Thursday, July 10, 2014

Islands Of Sanity

My mom passed away this last week and I have been up in Seattle/Bellevue helping my sister take care of the necessary tasks while also trying to process the grief that comes with losing our mother. Amidst all of the phone calls and arrangements and sorting and packing, I've also had to seek out quiet space, places of refuge, islands of sanity. If I was home, I'd go walk the labyrinth at Grace Cathedral, or the one at Land's End, but being in another city, I've taken a late night walk around the tree lined streets of Capitol Hill, and a stroll through the Seattle Arboretum. Trees and walking have helped me settle and find a little peace.

The following is a post I wrote in 2011 on islands of sanity~

I haven't always lived in the city. In my early 20s, I lived on an island, Orcas Island, in the San Juans off the northern coast of Washington State. I refer to it as my homesteading period. 

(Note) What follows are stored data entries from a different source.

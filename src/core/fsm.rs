//! Game FSM module - the lifecycle machine shared by both games.
//!
//! `GameCore` is the seam between the machine and a simulation engine. The
//! engine owns the authoritative status value (it alone can enter Lost/Won
//! from inside a tick); the machine drives lifecycle transitions from user
//! actions and forwards gameplay actions while running.
//!
//! Invalid transition attempts (Start while Running, Pause while Ready, ...)
//! are silently ignored.

use crate::core::snapshot::GameSnapshot;
use crate::types::{GameStatus, UserAction};

/// Operations a simulation engine exposes to the lifecycle machine.
pub trait GameCore {
    /// Return to the Ready state: clear the grid, reset score/level/speed,
    /// regenerate initial entities.
    fn reset(&mut self);

    /// Spawn/place initial entities and enter Running.
    fn begin(&mut self);

    /// One simulation step. Must be a no-op unless Running.
    fn tick(&mut self);

    /// Gameplay action (directional input or the Action button) while
    /// Running. Invalid moves are rejected silently.
    fn handle_action(&mut self, action: UserAction, hold: bool);

    /// Freeze tick processing.
    fn pause(&mut self);

    /// Resume from Paused.
    fn resume(&mut self);

    /// Mark the game terminal (player quit).
    fn terminate(&mut self);

    /// Authoritative lifecycle status.
    fn status(&self) -> GameStatus;

    /// Materialize a fresh deep-copy snapshot.
    fn write_snapshot(&self, out: &mut GameSnapshot);
}

/// Lifecycle machine wrapping one engine instance.
///
/// There is no implicit global state: each frontend constructs and owns its
/// machine, so multiple instances can coexist (and tests stay independent).
#[derive(Debug)]
pub struct GameFsm<C> {
    core: C,
}

impl<C: GameCore> GameFsm<C> {
    pub fn new(core: C) -> Self {
        Self { core }
    }

    /// Apply one user action according to the transition table.
    pub fn handle_input(&mut self, action: UserAction, hold: bool) {
        match action {
            UserAction::Start => match self.core.status() {
                GameStatus::Ready | GameStatus::Lost | GameStatus::Won => {
                    self.core.reset();
                    self.core.begin();
                }
                _ => {}
            },
            UserAction::Pause => match self.core.status() {
                GameStatus::Running => self.core.pause(),
                GameStatus::Paused => self.core.resume(),
                _ => {}
            },
            UserAction::Terminate => match self.core.status() {
                GameStatus::Running | GameStatus::Paused => self.core.terminate(),
                _ => {}
            },
            UserAction::Up
            | UserAction::Down
            | UserAction::Left
            | UserAction::Right
            | UserAction::Action => {
                if self.core.status() == GameStatus::Running {
                    self.core.handle_action(action, hold);
                }
            }
        }
    }

    /// Advance the simulation by one tick. The engine no-ops unless Running,
    /// and may flip itself to Lost/Won inside the tick; the machine simply
    /// observes the engine's status afterwards.
    pub fn advance(&mut self) {
        self.core.tick();
    }

    pub fn status(&self) -> GameStatus {
        self.core.status()
    }

    pub fn snapshot(&self) -> GameSnapshot {
        let mut snap = GameSnapshot::default();
        self.core.write_snapshot(&mut snap);
        snap
    }

    pub fn core(&self) -> &C {
        &self.core
    }

    pub fn core_mut(&mut self) -> &mut C {
        &mut self.core
    }
}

I had gone from a tiny private high school to a huge university and by the middle of my sophomore year, I was feeling overwhelmed. When a missed tuition snafu made me lose my registered classes, I dropped out, rented a lovely hand built cabin on Orcas, went to the pound and chose a canine companion, talked an ex boyfriend into loading up all my stuff into the back of his pick up truck, and moved.

My life on Orcas felt perfect. I made friends with the librarian and planted a garden on half an acre of her five hundred acre plot. I read and wrote and crocheted backpacks (!!!) to sell at the local gift shop where I worked. I cooked a goose in my wood burning stove and made goose grease cookies. I made sour dough bread, filled up dozens of sketch books and fell in love with a boy who was a wood carver and kept us fed on abalone and venison.

I was barely twenty-one when the librarian told me she was ready to retire. She offered me the job (it was a teensy rural library and didn't require a degree) and then she and her husband amazingly, generously offered me a hundred year lease on five acres of their land at a dollar a year, if I wanted to built a house. I could raise goats, something that sounded great to me at the time. But. I hadn't finished school. I hadn't really lived much of my life yet. This generous, tempting offer felt suspiciously like early retirement.

And so, once again, I moved, this time to Bellingham where the college appealed more to my comfort level. After finishing up my degree, I moved again, this time to Portland, a little bigger, but still a city with a human scale. And then I moved to San Francisco, where I eventually met my wonderful husband, raised my girls and learned to be an urban dweller.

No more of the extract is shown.